The city’s budget office expects property tax revenues to continue to grow. But Howard Chernick, an economics professor at Hunter College and co-author of the report that forecast an up to 43% decline in SF’s property values, paints a much worse picture: His team sees a decline of up to 15% in property tax collections amounting to a roughly 4% drop in total revenues.

Based on the most recent numbers, that would mean a decline of roughly $240 million annually. And because tax revenues on average increased steadily each year since the Great Recession, any drop could be painful for a city that banks on growth to pay for an array of services and a workforce of roughly 35,000. 
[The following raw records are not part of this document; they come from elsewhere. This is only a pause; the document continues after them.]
//! Aggregations over a ledger snapshot: totals, category breakdowns,
//! month buckets and the savings forecast.
//!
//! Every function here is pure. Each returns an [`Aggregate`] so callers can
//! tell a computed zero apart from "nothing to compute".

use std::collections::BTreeMap;

use serde::{Deserialize, Serialize};

use crate::domain::{Category, Ledger, MonthKey, Transaction, TransactionType};

/// Result of an aggregation that may have nothing to report.
#[derive(Debug, Clone, Serialize, Deserialize, PartialEq)]
pub enum Aggregate<T> {
    Ready(T),
    /// The ledger, or the subset the aggregation looks at, is empty.
    NoData,
    /// Both transaction types are required but one never occurs.
    InsufficientData { missing: TransactionType },
}

impl<T> Aggregate<T> {
    pub fn is_ready(&self) -> bool {
        matches!(self, Aggregate::Ready(_))
    }

    pub fn ready(&self) -> Option<&T> {
        match self {
            Aggregate::Ready(value) => Some(value),
            _ => None,
        }
    }

    pub fn into_ready(self) -> Option<T> {
        match self {
            Aggregate::Ready(value) => Some(value),
            _ => None,
        }
    }

    pub fn map<U, F>(self, f: F) -> Aggregate<U>
    where
        F: FnOnce(T) -> U,
    {
        match self {
            Aggregate::Ready(value) => Aggregate::Ready(f(value)),
            Aggregate::NoData => Aggregate::NoData,
            Aggregate::InsufficientData { missing } => Aggregate::InsufficientData { missing },
        }
    }
}

/// Income and expense sums for some set of transactions.
#[derive(Debug, Clone, Copy, Default, Serialize, Deserialize, PartialEq)]
pub struct TypeTotals {
    pub income: f64,
    pub expense: f64,
}

impl TypeTotals {
    pub fn record(&mut self, txn: &Transaction) {
        match txn.kind {
            TransactionType::Income => self.income += txn.amount,
            TransactionType::Expense => self.expense += txn.amount,
        }
    }

    pub fn get(&self, kind: TransactionType) -> f64 {
        match kind {
            TransactionType::Income => self.income,
            TransactionType::Expense => self.expense,
        }
    }

    /// Income minus expense; negative when spending exceeds earnings.
    pub fn net_savings(&self) -> f64 {
        self.income - self.expense
    }
}

#[derive(Debug, Clone, Serialize, Deserialize, PartialEq)]
pub struct CategoryShare {
    pub category: Category,
    pub amount: f64,
    /// Percentage of total expense, in `0.0..=100.0`.
    pub share: f64,
}

#[derive(Debug, Clone, Serialize, Deserialize, PartialEq)]
pub struct MonthlyTotal {
    pub month: MonthKey,
    pub totals: TypeTotals,
}

#[derive(Debug, Clone, Serialize, Deserialize, PartialEq)]
pub struct MonthlySavings {
    pub month: MonthKey,
    pub totals: TypeTotals,
    pub savings: f64,
}

/// Monthly savings series plus its naive prediction.
#[derive(Debug, Clone, Serialize, Deserialize, PartialEq)]
pub struct SavingsForecast {
    pub months: Vec<MonthlySavings>,
    /// Unweighted mean of `months[*].savings`.
    pub predicted: f64,
}

pub struct SummaryService;

impl SummaryService {
    /// Sums amounts per transaction type. A type that never occurs sums to zero.
    pub fn totals_by_type(ledger: &Ledger) -> Aggregate<TypeTotals> {
        if ledger.is_empty() {
            return Aggregate::NoData;
        }
        Aggregate::Ready(Self::sum(ledger.transactions()))
    }

    /// Expense totals per category, alphabetical, zero-expense categories omitted.
    pub fn expense_by_category(ledger: &Ledger) -> Aggregate<Vec<CategoryShare>> {
        let mut buckets: BTreeMap<Category, f64> = BTreeMap::new();
        for txn in ledger.transactions().iter().filter(|txn| txn.is_expense()) {
            *buckets.entry(txn.category).or_insert(0.0) += txn.amount;
        }
        buckets.retain(|_, amount| *amount > 0.0);
        if buckets.is_empty() {
            return Aggregate::NoData;
        }

        let total: f64 = buckets.values().sum();
        let mut shares: Vec<CategoryShare> = buckets
            .into_iter()
            .map(|(category, amount)| CategoryShare {
                category,
                amount,
                share: amount / total * 100.0,
            })
            .collect();
        shares.sort_by(|a, b| a.category.as_str().cmp(b.category.as_str()));
        Aggregate::Ready(shares)
    }

    /// One entry per month present in the ledger, oldest first.
    pub fn monthly_totals(ledger: &Ledger) -> Aggregate<Vec<MonthlyTotal>> {
        if ledger.is_empty() {
            return Aggregate::NoData;
        }
        let mut months: BTreeMap<MonthKey, TypeTotals> = BTreeMap::new();
        for txn in ledger.transactions() {
            months.entry(MonthKey::from(txn)).or_default().record(txn);
        }
        Aggregate::Ready(
            months
                .into_iter()
                .map(|(month, totals)| MonthlyTotal { month, totals })
                .collect(),
        )
    }

    /// Income minus expense per month. Needs both types somewhere in the ledger.
    pub fn monthly_savings(ledger: &Ledger) -> Aggregate<Vec<MonthlySavings>> {
        if ledger.is_empty() {
            return Aggregate::NoData;
        }
        if let Some(missing) = Self::missing_type(ledger) {
            return Aggregate::InsufficientData { missing };
        }
        Self::monthly_totals(ledger).map(|months| {
            months
                .into_iter()
                .map(|entry| MonthlySavings {
                    month: entry.month,
                    totals: entry.totals,
                    savings: entry.totals.net_savings(),
                })
                .collect()
        })
    }

    /// Mean monthly savings over the months present in the ledger.
    ///
    /// This is a flat average: months with no transactions are not counted and
    /// there is no trend or seasonality adjustment.
    pub fn predicted_monthly_savings(ledger: &Ledger) -> Aggregate<f64> {
        Self::savings_forecast(ledger).map(|forecast| forecast.predicted)
    }

    pub fn savings_forecast(ledger: &Ledger) -> Aggregate<SavingsForecast> {
        match Self::monthly_savings(ledger) {
            Aggregate::Ready(months) if !months.is_empty() => {
                let predicted =
                    months.iter().map(|entry| entry.savings).sum::<f64>() / months.len() as f64;
                Aggregate::Ready(SavingsForecast { months, predicted })
            }
            Aggregate::Ready(_) | Aggregate::NoData => Aggregate::NoData,
            Aggregate::InsufficientData { missing } => Aggregate::InsufficientData { missing },
        }
    }

    /// Transactions newest first; records sharing a date keep the latest append on top.
    pub fn history(ledger: &Ledger) -> Vec<&Transaction> {
        let mut rows: Vec<&Transaction> = ledger.transactions().iter().rev().collect();
        rows.sort_by(|a, b| b.date.cmp(&a.date));
        rows
    }

    fn sum<'a>(transactions: impl IntoIterator<Item = &'a Transaction>) -> TypeTotals {
        let mut totals = TypeTotals::default();
        for txn in transactions {
            totals.record(txn);
        }
        totals
    }

    fn missing_type(ledger: &Ledger) -> Option<TransactionType> {
        TransactionType::ALL
            .into_iter()
            .find(|kind| !ledger.transactions().iter().any(|txn| txn.kind == *kind))
    }
}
Local legislators are only beginning to get their arms around the problem. Supervisor Catherine Stefani sent a letter of inquiry asking budget officials to quantify declining demand for commercial space, while Supervisor Ahsha Safai plans to hold a hearing to brainstorm ways to bring workers back downtown. 

“Do we need to have an honest conversation about the current tax structure?” said Safai. “We need to be putting everything on the table.” 

Business and community groups are urging the city to take more action, arguing that policymakers must drastically remake downtown into a hub for arts, music and culture with outdoor spaces for visitors and commuters to gather outside of offices. 

But most of those ideas are firmly in the realm of the hypothetical, and it’s unclear what may happen when they collide with the city’s bureaucracy: For example, a $6 million budget allocation for the downtown-focused Economic Core Recovery Program was subject to intense scrutiny by the Board of Supervisors before its approval.  

When compared to the investment that cities like New York or Chicago are making to revitalize their downtowns, San Francisco’s effort barely registers.

The city has much to lose as federal funds that fortified its budget through the pandemic dry up. Some with a stake in downtown’s future are worried that time is running out. 

“It’s within our power to stop or divert the train and meet it ahead of its collision point,” said SF Chamber of Commerce CEO Rodney Fong. “But that work has to start now, because the sooner you start it, the fewer days of discomfort you’re going to have.”

Editor’s Note: This story has been updated to reflect ownership changes in the properties at 25 Taylor St. and 1182 Market St. 

Noah Baustin contributed additional research for this story. Annie Gaus contributed additional reporting for this story.